▶ [Problem details]:
Write each entry out once more, please, precisely as shown.

▶ [Task inputs]:
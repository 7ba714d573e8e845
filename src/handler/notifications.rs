use std::sync::Arc;

use axum::{
    extract::{Path, Query},
    response::IntoResponse,
    routing::{get, put},
    Extension, Json, Router,
};
use serde::Deserialize;
use uuid::Uuid;
use validator::Validate;

use crate::{
    db::notificationdb::NotificationExt,
    dtos::jobdtos::{page_offset, ApiResponse, PaginatedResponse},
    error::HttpError,
    middleware::JWTAuthMiddleware,
    AppState,
};

#[derive(Debug, Deserialize, Validate)]
pub struct NotificationQueryDto {
    #[validate(range(min = 1))]
    pub page: Option<u32>,

    #[validate(range(min = 1, max = 100))]
    pub limit: Option<u32>,
}

pub fn notifications_handler() -> Router {
    Router::new()
        .route("/", get(get_notifications))
        .route("/:notification_id/read", put(mark_read))
}

pub async fn get_notifications(
    Extension(app_state): Extension<Arc<AppState>>,
    Extension(auth): Extension<JWTAuthMiddleware>,
    Query(query): Query<NotificationQueryDto>,
) -> Result<impl IntoResponse, HttpError> {
    query
        .validate()
        .map_err(|e| HttpError::bad_request(e.to_string()))?;

    let page = query.page.unwrap_or(1);
    let limit = query.limit.unwrap_or(20);
    let offset = page_offset(page, limit);

    let notifications = app_state
        .db_client
        .get_notifications_for_user(auth.user.id, limit as i64, offset)
        .await
        .map_err(|e| HttpError::server_error(e.to_string()))?;

    let total = app_state
        .db_client
        .count_notifications_for_user(auth.user.id)
        .await
        .map_err(|e| HttpError::server_error(e.to_string()))?;

    Ok(Json(PaginatedResponse::new(notifications, total, page, limit)))
}

pub async fn mark_read(
    Extension(app_state): Extension<Arc<AppState>>,
    Extension(auth): Extension<JWTAuthMiddleware>,
    Path(notification_id): Path<Uuid>,
) -> Result<impl IntoResponse, HttpError> {
    let notification = app_state
        .db_client
        .mark_notification_read(notification_id, auth.user.id)
        .await
        .map_err(|e| HttpError::server_error(e.to_string()))?
        .ok_or_else(|| HttpError::not_found("Notification not found"))?;

    Ok(Json(ApiResponse::success(
        "Notification marked as read",
        notification,
    )))
}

▶ [Reply to the task]:
repository 7ba714d573e8e845
filename src/handler/notifications.rs
use std::sync::Arc;

use axum::{
    extract::{Path, Query},
    response::IntoResponse,
    routing::{get, put},
    Extension, Json, Router,
};
use serde::Deserialize;
use uuid::Uuid;
use validator::Validate;

use crate::{
    db::notificationdb::NotificationExt,
    dtos::jobdtos::{page_offset, ApiResponse, PaginatedResponse},
    error::HttpError,
    middleware::JWTAuthMiddleware,
    AppState,
};

#[derive(Debug, Deserialize, Validate)]
pub struct NotificationQueryDto {
    #[validate(range(min = 1))]
    pub page: Option<u32>,

    #[validate(range(min = 1, max = 100))]
    pub limit: Option<u32>,
}

pub fn notifications_handler() -> Router {
    Router::new()
        .route("/", get(get_notifications))
        .route("/:notification_id/read", put(mark_read))
}

pub async fn get_notifications(
    Extension(app_state): Extension<Arc<AppState>>,
    Extension(auth): Extension<JWTAuthMiddleware>,
    Query(query): Query<NotificationQueryDto>,
) -> Result<impl IntoResponse, HttpError> {
    query
        .validate()
        .map_err(|e| HttpError::bad_request(e.to_string()))?;

    let page = query.page.unwrap_or(1);
    let limit = query.limit.unwrap_or(20);
    let offset = page_offset(page, limit);

    let notifications = app_state
        .db_client
        .get_notifications_for_user(auth.user.id, limit as i64, offset)
        .await
        .map_err(|e| HttpError::server_error(e.to_string()))?;

    let total = app_state
        .db_client
        .count_notifications_for_user(auth.user.id)
        .await
        .map_err(|e| HttpError::server_error(e.to_string()))?;

    Ok(Json(PaginatedResponse::new(notifications, total, page, limit)))
}

pub async fn mark_read(
    Extension(app_state): Extension<Arc<AppState>>,
    Extension(auth): Extension<JWTAuthMiddleware>,
    Path(notification_id): Path<Uuid>,
) -> Result<impl IntoResponse, HttpError> {
    let notification = app_state
        .db_client
        .mark_notification_read(notification_id, auth.user.id)
        .await
        .map_err(|e| HttpError::server_error(e.to_string()))?
        .ok_or_else(|| HttpError::not_found("Notification not found"))?;

    Ok(Json(ApiResponse::success(
        "Notification marked as read",
        notification,
    )))
}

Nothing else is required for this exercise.